После выполнения сбора PLA dot для локализации взаимодействия белков откройте изображения из разных условий для настройки параметров для анализа в ImageJ. Определите и укажите эти параметры вместе с данными в макропрограмме. Чтобы удалить фон, нажмите «Обработать и вычесть фон».
Используйте функцию предварительного просмотра для проверки различных радиусов катящихся шариков. Для удаления шума нажмите «Обработать», «Шум» и «Удалить пятна». Затем нажмите «Обработать» и «Сгладить» в меню ядра, чтобы применить функцию сглаживания и улучшить заполнение.
Теперь нажмите «Изображение», затем «Тип» и выберите 8-битное для преобразования в 8-битное изображение. После этого отрегулируйте порог, перейдя в Изображение, Настройка и, наконец, Порог. Отрегулируйте порог, чтобы визуализировать все ядра или точки на изображении, избегая при этом перенасыщения и коллапса структур.
Также обратите внимание на значения и протестируйте на разных изображениях. Чтобы преобразовать в маску, нажмите «Обработать», «Двоичный» и «Преобразовать в маску». Для ядра щелкните Обработать, Двоичный и Заполнить отверстия, а затем Обработать, Двоичный и Водораздел.
Для точек PLA щелкните Процесс, Двоичный и Водораздел. Для подсчета ядер измерьте площадь или длину различных ядер, чтобы оценить средний размер. Используйте приблизительное значение для анализа частиц, нажав кнопку «Анализировать» и «Анализировать частицы».

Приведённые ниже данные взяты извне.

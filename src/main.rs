use ai_tool_catalog::app::render;
use ai_tool_catalog::core::rating::Stars;
use ai_tool_catalog::utils::error::ErrorSeverity;
use ai_tool_catalog::utils::logger;
use ai_tool_catalog::{Catalog, CatalogError, CatalogView, CliConfig, Command, RestStore};
use anyhow::Context;
use clap::Parser;
use std::io::Write;

fn exit_code(e: &CatalogError) -> i32 {
    match e.severity() {
        ErrorSeverity::Low => 0,      // 警告，但成功
        ErrorSeverity::Medium => 2,   // 可重試
        ErrorSeverity::High => 1,     // 輸入錯誤
        ErrorSeverity::Critical => 3, // 設定或系統錯誤
    }
}

fn fail(e: &CatalogError) -> ! {
    tracing::error!(
        "❌ {} (Category: {:?}, Severity: {:?})",
        e,
        e.category(),
        e.severity()
    );
    tracing::error!("💡 Recovery suggestion: {}", e.recovery_suggestion());
    eprintln!("❌ {}", e.user_friendly_message());
    eprintln!("💡 {}", e.recovery_suggestion());
    std::process::exit(exit_code(e));
}

#[tokio::main]
async fn main() -> anyhow::Result<()> {
    let config = CliConfig::parse();

    if config.json_logs {
        logger::init_json_logger(config.verbose);
    } else {
        logger::init_cli_logger(config.verbose);
    }
    tracing::debug!("CLI config: {:?}", config.command);

    // 缺少資料庫設定時不可開始顯示任何內容
    let file = config.load_file().unwrap_or_else(|e| fail(&e));
    let settings = config
        .resolve_store(file.as_ref())
        .unwrap_or_else(|e| fail(&e));
    let store = RestStore::new(&settings).unwrap_or_else(|e| fail(&e));

    let catalog = Catalog::new(store);
    if let Err(e) = catalog.refresh().await {
        eprint!("{}", render::render_connection_error(&e.to_string()));
        std::process::exit(exit_code(&e));
    }

    let mut out = std::io::stdout().lock();
    match config.command() {
        Command::List { phase, sort } => {
            let display = file.map(|f| f.display).unwrap_or_default();
            let view = CatalogView::new(
                phase.or(display.default_phase),
                sort.or(display.default_sort).unwrap_or_default(),
            );
            tracing::debug!("Applying view: {:?}", view);

            let tools = catalog.tools();
            write!(out, "{}", render::render_list(&view.apply(&tools), tools.len()))
                .context("writing tool list")?;
        }
        Command::Show { tool } => match catalog.find_tool(&tool) {
            Some(found) => {
                write!(out, "{}", render::render_detail(&found)).context("writing tool details")?
            }
            None => {
                eprintln!("❌ No tool matches '{}'", tool);
                std::process::exit(1);
            }
        },
        Command::Rate { tool, stars } => {
            // 星等超出範圍時直接顯示原因，不送出
            let stars = Stars::try_from(stars).unwrap_or_else(|e| fail(&e));
            let Some(found) = catalog.find_tool(&tool) else {
                eprintln!("❌ No tool matches '{}'", tool);
                std::process::exit(1);
            };

            writeln!(out, "Submitting rating...")?;
            if catalog.submit_rating(&found.id, i64::from(stars.value())).await {
                writeln!(out, "🎉 Thanks for your rating!")?;
                if let Some(updated) = catalog.find_tool(&found.id) {
                    writeln!(
                        out,
                        "{}: {}",
                        updated.name,
                        render::render_stars(updated.rating_or_zero())
                    )?;
                }
            } else {
                eprintln!("❌ Could not save your rating. Please try again.");
                std::process::exit(2);
            }
        }
    }

    out.flush().context("flushing output")?;
    Ok(())
}
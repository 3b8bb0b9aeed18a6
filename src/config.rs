use std::fs;
use std::io;
use std::path::Path;

use serde::{Deserialize, Serialize};

use crate::error::GameError;
use crate::grid::GridSize;

/// Default number of grid rows.
pub const DEFAULT_ROWS: u16 = 20;

/// Default number of grid columns.
pub const DEFAULT_COLUMNS: u16 = 20;

/// Length of the snake placed at construction.
pub const INITIAL_SNAKE_LENGTH: i32 = 3;

/// Smallest column count that still fits the starting snake (columns 1..=3).
pub const MIN_COLUMNS: u16 = 4;

/// Settings for one simulation.
#[derive(Debug, Clone, Copy, Eq, PartialEq, Serialize, Deserialize)]
#[serde(default)]
pub struct GameConfig {
    pub rows: u16,
    pub columns: u16,
    /// Fixed seed for food placement; `None` seeds from entropy.
    pub seed: Option<u64>,
}

impl Default for GameConfig {
    fn default() -> Self {
        Self {
            rows: DEFAULT_ROWS,
            columns: DEFAULT_COLUMNS,
            seed: None,
        }
    }
}

impl GameConfig {
    #[must_use]
    pub fn grid_size(&self) -> GridSize {
        GridSize {
            rows: self.rows,
            columns: self.columns,
        }
    }
}

/// Loads a config from a JSON file.
///
/// Returns the default config when the file does not exist. Returns `Err`
/// when the file exists but cannot be read or parsed.
pub fn load_config(path: &Path) -> Result<GameConfig, GameError> {
    let raw = match fs::read_to_string(path) {
        Ok(raw) => raw,
        Err(e) if e.kind() == io::ErrorKind::NotFound => return Ok(GameConfig::default()),
        Err(e) => return Err(e.into()),
    };

    Ok(serde_json::from_str(&raw)?)
}
use serde::{Deserialize, Serialize};

use crate::error::GameError;

/// Canonical movement directions for the snake.
#[derive(Debug, Clone, Copy, Eq, PartialEq, Hash, Serialize, Deserialize)]
pub enum Direction {
    Up,
    Down,
    Left,
    Right,
}

impl Direction {
    /// All four directions in clockwise order.
    pub const ALL: [Self; 4] = [Self::Up, Self::Right, Self::Down, Self::Left];

    /// Returns the opposite direction.
    #[must_use]
    pub fn opposite(self) -> Self {
        match self {
            Self::Up => Self::Down,
            Self::Down => Self::Up,
            Self::Left => Self::Right,
            Self::Right => Self::Left,
        }
    }

    /// Returns the translation vector as `(row_delta, column_delta)`.
    #[must_use]
    pub fn delta(self) -> (i32, i32) {
        match self {
            Self::Up => (-1, 0),
            Self::Down => (1, 0),
            Self::Left => (0, -1),
            Self::Right => (0, 1),
        }
    }
}

impl TryFrom<char> for Direction {
    type Error = GameError;

    fn try_from(value: char) -> Result<Self, Self::Error> {
        match value.to_ascii_uppercase() {
            'U' => Ok(Self::Up),
            'D' => Ok(Self::Down),
            'L' => Ok(Self::Left),
            'R' => Ok(Self::Right),
            other => Err(GameError::UnknownDirection(other)),
        }
    }
}

/// Returns whether `next` may follow `last` in the turn queue.
///
/// Repeating the last direction is a no-op and reversing it would drive the
/// head straight into the neck, so both are refused.
#[must_use]
pub fn direction_change_is_valid(last: Direction, next: Direction) -> bool {
    next != last && next != last.opposite()
}

#[cfg(test)]
mod tests {
    use super::{direction_change_is_valid, Direction};
    use crate::error::GameError;

    #[test]
    fn opposite_direction_is_correct() {
        assert_eq!(Direction::Up.opposite(), Direction::Down);
        assert_eq!(Direction::Down.opposite(), Direction::Up);
        assert_eq!(Direction::Left.opposite(), Direction::Right);
        assert_eq!(Direction::Right.opposite(), Direction::Left);
    }

    #[test]
    fn opposite_deltas_cancel_out() {
        for direction in Direction::ALL {
            let (row, column) = direction.delta();
            let (back_row, back_column) = direction.opposite().delta();
            assert_eq!((row + back_row, column + back_column), (0, 0));
            assert_eq!(row.abs() + column.abs(), 1);
        }
    }

    #[test]
    fn direction_change_rejects_reverse_and_repeat() {
        assert!(!direction_change_is_valid(Direction::Up, Direction::Down));
        assert!(!direction_change_is_valid(Direction::Left, Direction::Right));
        assert!(!direction_change_is_valid(Direction::Right, Direction::Right));

        assert!(direction_change_is_valid(Direction::Up, Direction::Left));
        assert!(direction_change_is_valid(Direction::Up, Direction::Right));
    }

    #[test]
    fn script_characters_parse_case_insensitively() {
        assert_eq!(Direction::try_from('u').ok(), Some(Direction::Up));
        assert_eq!(Direction::try_from('R').ok(), Some(Direction::Right));
        assert!(matches!(
            Direction::try_from('x'),
            Err(GameError::UnknownDirection('X'))
        ));
    }
}
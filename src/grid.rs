use serde::{Deserialize, Serialize};

use crate::snake::Position;

/// Logical grid dimensions, fixed for the lifetime of a game.
#[derive(Debug, Clone, Copy, Eq, PartialEq, Serialize, Deserialize)]
pub struct GridSize {
    pub rows: u16,
    pub columns: u16,
}

impl GridSize {
    /// Returns the total number of cells in the grid.
    #[must_use]
    pub fn total_cells(self) -> usize {
        usize::from(self.rows) * usize::from(self.columns)
    }
}

/// Contents of a single cell.
///
/// `Outside` is only ever returned by lookups that fall off the grid; it is
/// never stored.
#[derive(Debug, Clone, Copy, Eq, PartialEq, Hash, Serialize, Deserialize)]
pub enum GridValue {
    Empty,
    Snake,
    Food,
    Outside,
}

/// Fixed-size cell buffer in row-major order.
#[derive(Debug, Clone, Eq, PartialEq)]
pub struct Grid {
    size: GridSize,
    cells: Vec<GridValue>,
}

impl Grid {
    /// Allocates an all-empty grid.
    #[must_use]
    pub fn new(size: GridSize) -> Self {
        Self {
            size,
            cells: vec![GridValue::Empty; size.total_cells()],
        }
    }

    #[must_use]
    pub fn size(&self) -> GridSize {
        self.size
    }

    #[must_use]
    pub fn contains(&self, position: Position) -> bool {
        position.is_within_bounds(self.size)
    }

    /// Returns the cell value, or `Outside` when off the grid.
    #[must_use]
    pub fn get(&self, position: Position) -> GridValue {
        self.index(position)
            .map_or(GridValue::Outside, |index| self.cells[index])
    }

    pub(crate) fn set(&mut self, position: Position, value: GridValue) {
        debug_assert!(value != GridValue::Outside, "Outside is never stored");
        debug_assert!(self.contains(position), "write outside grid at {position:?}");

        if let Some(index) = self.index(position) {
            self.cells[index] = value;
        }
    }

    /// Lazily scans the grid for empty cells in row-major order.
    ///
    /// Each call rescans the current contents.
    pub fn empty_positions(&self) -> impl Iterator<Item = Position> + '_ {
        let columns = usize::from(self.size.columns);
        self.cells
            .iter()
            .enumerate()
            .filter(|(_, value)| **value == GridValue::Empty)
            .map(move |(index, _)| to_position(index, columns))
    }

    /// Counts cells holding `value`.
    #[must_use]
    pub fn count(&self, value: GridValue) -> usize {
        self.cells.iter().filter(|cell| **cell == value).count()
    }

    /// Iterates over rows, top to bottom.
    pub fn rows(&self) -> impl Iterator<Item = &[GridValue]> + '_ {
        self.cells.chunks(usize::from(self.size.columns).max(1))
    }

    fn index(&self, position: Position) -> Option<usize> {
        if !self.contains(position) {
            return None;
        }

        let row = usize::try_from(position.row).ok()?;
        let column = usize::try_from(position.column).ok()?;
        Some(row * usize::from(self.size.columns) + column)
    }
}

fn to_position(index: usize, columns: usize) -> Position {
    // Both parts fit in i32 because rows and columns are u16.
    Position::new((index / columns) as i32, (index % columns) as i32)
}
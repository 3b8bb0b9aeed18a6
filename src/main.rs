use std::io::{self, Write};
use std::path::PathBuf;

use clap::Parser;
use env_logger::Env;
use grid_snake::config::{load_config, GameConfig};
use grid_snake::{Direction, GameError, GameState, TickOutcome};
use log::info;

/// Runs a scripted Snake simulation and prints the final board as JSON.
#[derive(Debug, Parser)]
#[command(version, about)]
struct Cli {
    /// JSON config file with `rows`, `columns` and `seed`.
    #[arg(long)]
    config: Option<PathBuf>,

    /// Override the number of grid rows.
    #[arg(long)]
    rows: Option<u16>,

    /// Override the number of grid columns.
    #[arg(long)]
    columns: Option<u16>,

    /// Seed for food placement.
    #[arg(long)]
    seed: Option<u64>,

    /// One tick per character: U/D/L/R turn first, `.` keeps going.
    #[arg(long, default_value = "")]
    moves: String,
}

fn main() -> Result<(), GameError> {
    env_logger::Builder::from_env(Env::default().default_filter_or("warn")).init();

    let cli = Cli::parse();
    let config = resolve_config(&cli)?;
    let mut state = GameState::from_config(&config)?;

    run_script(&mut state, &cli.moves)?;

    let mut stdout = io::stdout().lock();
    serde_json::to_writer_pretty(&mut stdout, &state.snapshot())?;
    writeln!(stdout)?;
    Ok(())
}

fn resolve_config(cli: &Cli) -> Result<GameConfig, GameError> {
    let mut config = match &cli.config {
        Some(path) => load_config(path)?,
        None => GameConfig::default(),
    };

    if let Some(rows) = cli.rows {
        config.rows = rows;
    }
    if let Some(columns) = cli.columns {
        config.columns = columns;
    }
    if cli.seed.is_some() {
        config.seed = cli.seed;
    }

    Ok(config)
}

fn run_script(state: &mut GameState, script: &str) -> Result<(), GameError> {
    for step in script.chars().filter(|c| !c.is_whitespace()) {
        if step != '.' {
            state.change_direction(Direction::try_from(step)?);
        }

        if let TickOutcome::GameOver(reason) = state.tick() {
            info!("stopping script at tick {}: {reason:?}", state.tick_count());
            break;
        }
    }

    Ok(())
}
use std::collections::VecDeque;

use log::debug;
use serde::{Deserialize, Serialize};

use crate::direction::{direction_change_is_valid, Direction};
use crate::grid::GridSize;

/// Maximum number of turns that may wait for upcoming ticks.
pub const MAX_PENDING_TURNS: usize = 2;

/// Grid position in `(row, column)` cell coordinates.
#[derive(Debug, Clone, Copy, Eq, PartialEq, Hash, Serialize, Deserialize)]
pub struct Position {
    pub row: i32,
    pub column: i32,
}

impl Position {
    #[must_use]
    pub fn new(row: i32, column: i32) -> Self {
        Self { row, column }
    }

    /// Returns the neighbouring position one cell along `direction`.
    #[must_use]
    pub fn translated(self, direction: Direction) -> Self {
        let (row_delta, column_delta) = direction.delta();
        Self {
            row: self.row + row_delta,
            column: self.column + column_delta,
        }
    }

    /// Returns true when the position lies inside the bounds.
    #[must_use]
    pub fn is_within_bounds(self, bounds: GridSize) -> bool {
        self.row >= 0
            && self.column >= 0
            && self.row < i32::from(bounds.rows)
            && self.column < i32::from(bounds.columns)
    }
}

/// Snake body plus its direction and turn buffering.
///
/// The body is only mutated through `push_head` / `pop_tail`, which the game
/// state pairs with grid updates so both views stay in sync.
#[derive(Debug, Clone)]
pub struct Snake {
    body: VecDeque<Position>,
    direction: Direction,
    pending_turns: VecDeque<Direction>,
}

impl Snake {
    /// Creates a snake from explicit body segments (front is head).
    #[must_use]
    pub fn from_segments(segments: Vec<Position>, direction: Direction) -> Self {
        Self {
            body: VecDeque::from(segments),
            direction,
            pending_turns: VecDeque::with_capacity(MAX_PENDING_TURNS),
        }
    }

    /// Queues a turn for an upcoming tick.
    ///
    /// The turn is validated against the most recently queued direction, or
    /// the current one when nothing is queued. Repeats and reversals are
    /// refused, as is anything beyond `MAX_PENDING_TURNS`. Returns whether the
    /// turn was queued.
    pub fn queue_turn(&mut self, direction: Direction) -> bool {
        if self.pending_turns.len() >= MAX_PENDING_TURNS {
            debug!("turn {direction:?} dropped, queue full");
            return false;
        }

        let last = self.pending_turns.back().copied().unwrap_or(self.direction);
        if !direction_change_is_valid(last, direction) {
            debug!("turn {direction:?} rejected after {last:?}");
            return false;
        }

        debug!("turn {direction:?} queued");
        self.pending_turns.push_back(direction);
        true
    }

    /// Consumes at most one queued turn, making it the current direction.
    pub fn apply_next_turn(&mut self) {
        if let Some(next) = self.pending_turns.pop_front() {
            self.direction = next;
        }
    }

    /// Returns the head position one step along the current direction.
    #[must_use]
    pub fn next_head_position(&self) -> Position {
        self.head().translated(self.direction)
    }

    pub(crate) fn push_head(&mut self, position: Position) {
        self.body.push_front(position);
    }

    pub(crate) fn pop_tail(&mut self) -> Option<Position> {
        self.body.pop_back()
    }

    /// Returns the current head position.
    #[must_use]
    pub fn head(&self) -> Position {
        *self
            .body
            .front()
            .expect("snake body must always contain at least one segment")
    }

    /// Returns the current tail position.
    #[must_use]
    pub fn tail(&self) -> Position {
        *self
            .body
            .back()
            .expect("snake body must always contain at least one segment")
    }

    /// Returns current segment count.
    #[must_use]
    pub fn len(&self) -> usize {
        self.body.len()
    }

    /// Returns true when there are no segments.
    #[must_use]
    pub fn is_empty(&self) -> bool {
        self.body.is_empty()
    }

    /// Returns the current movement direction.
    #[must_use]
    pub fn direction(&self) -> Direction {
        self.direction
    }

    /// Iterates over queued turns, oldest first.
    pub fn pending_turns(&self) -> impl Iterator<Item = Direction> + '_ {
        self.pending_turns.iter().copied()
    }

    /// Iterates over body segments from head to tail.
    pub fn segments(&self) -> impl Iterator<Item = Position> + '_ {
        self.body.iter().copied()
    }
}

#[cfg(test)]
mod tests {
    use crate::direction::Direction;
    use crate::grid::GridSize;

    use super::{Position, Snake, MAX_PENDING_TURNS};

    fn horizontal_snake(direction: Direction) -> Snake {
        Snake::from_segments(
            vec![
                Position::new(2, 3),
                Position::new(2, 2),
                Position::new(2, 1),
            ],
            direction,
        )
    }

    #[test]
    fn position_bounds_cover_edges() {
        let bounds = GridSize {
            rows: 4,
            columns: 6,
        };

        assert!(Position::new(0, 0).is_within_bounds(bounds));
        assert!(Position::new(3, 5).is_within_bounds(bounds));
        assert!(!Position::new(-1, 0).is_within_bounds(bounds));
        assert!(!Position::new(4, 0).is_within_bounds(bounds));
        assert!(!Position::new(0, 6).is_within_bounds(bounds));
    }

    #[test]
    fn translation_follows_row_column_axes() {
        let origin = Position::new(2, 2);

        assert_eq!(origin.translated(Direction::Up), Position::new(1, 2));
        assert_eq!(origin.translated(Direction::Down), Position::new(3, 2));
        assert_eq!(origin.translated(Direction::Left), Position::new(2, 1));
        assert_eq!(origin.translated(Direction::Right), Position::new(2, 3));
    }

    #[test]
    fn head_and_tail_are_body_ends() {
        let snake = horizontal_snake(Direction::Right);

        assert_eq!(snake.head(), Position::new(2, 3));
        assert_eq!(snake.tail(), Position::new(2, 1));
        assert_eq!(snake.next_head_position(), Position::new(2, 4));
    }

    #[test]
    fn turn_queue_rejects_reverse_of_current() {
        let mut snake = horizontal_snake(Direction::Right);

        assert!(!snake.queue_turn(Direction::Left));
        assert!(!snake.queue_turn(Direction::Right));
        assert_eq!(snake.pending_turns().count(), 0);
    }

    #[test]
    fn turn_queue_validates_against_last_queued() {
        let mut snake = horizontal_snake(Direction::Right);

        assert!(snake.queue_turn(Direction::Up));
        // Down reverses the queued Up, even though it is fine against Right.
        assert!(!snake.queue_turn(Direction::Down));
        assert!(snake.queue_turn(Direction::Left));

        let queued: Vec<_> = snake.pending_turns().collect();
        assert_eq!(queued, vec![Direction::Up, Direction::Left]);
    }

    #[test]
    fn turn_queue_drops_requests_beyond_capacity() {
        let mut snake = horizontal_snake(Direction::Right);

        assert!(snake.queue_turn(Direction::Up));
        assert!(snake.queue_turn(Direction::Right));
        assert!(!snake.queue_turn(Direction::Down));

        assert_eq!(snake.pending_turns().count(), MAX_PENDING_TURNS);
    }

    #[test]
    fn one_turn_is_consumed_per_step() {
        let mut snake = horizontal_snake(Direction::Right);
        snake.queue_turn(Direction::Down);
        snake.queue_turn(Direction::Left);

        snake.apply_next_turn();
        assert_eq!(snake.direction(), Direction::Down);
        assert_eq!(snake.pending_turns().count(), 1);

        snake.apply_next_turn();
        assert_eq!(snake.direction(), Direction::Left);

        snake.apply_next_turn();
        assert_eq!(snake.direction(), Direction::Left);
    }
}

Установите размер на 15 бесконечности и проверьте параметры. Показывать маску, отображать результаты, очищать результаты, добавлять в менеджер и исключать по краям. Чтобы подсчитать точки PLA, измерьте их площадь или радиус, чтобы оценить их средний размер.
Для каждого ROI в менеджере ROI нажмите в разделе «Анализ» и «Анализ частиц». Установите размер на 0.02 на 3. Отметьте параметры, поставьте маску, отобразите результаты, очистите результаты, суммируйте и исключите по краям.
Сохраните результаты, показывающие количество точек на ядро в каждом ядре, присутствующем на изображении. Взаимодействие Nek4 Ku70 увеличивалось в ядре после повреждения ДНК после 20 минут, одного часа и трех часов обработки этопозидом по сравнению с контрольными клетками и клетками, обработанными ДМСО. Лечение этопозидом значительно увеличивало взаимодействие топоизомеразы Nek5 2-бета по сравнению с контролем ДМСО.
Окрашивание гамма-H2AX увеличивалось после 20 минут обработки этопозидами и оставалось повышенным до трех часов, что указывает на устойчивую реакцию на повреждение ДНК.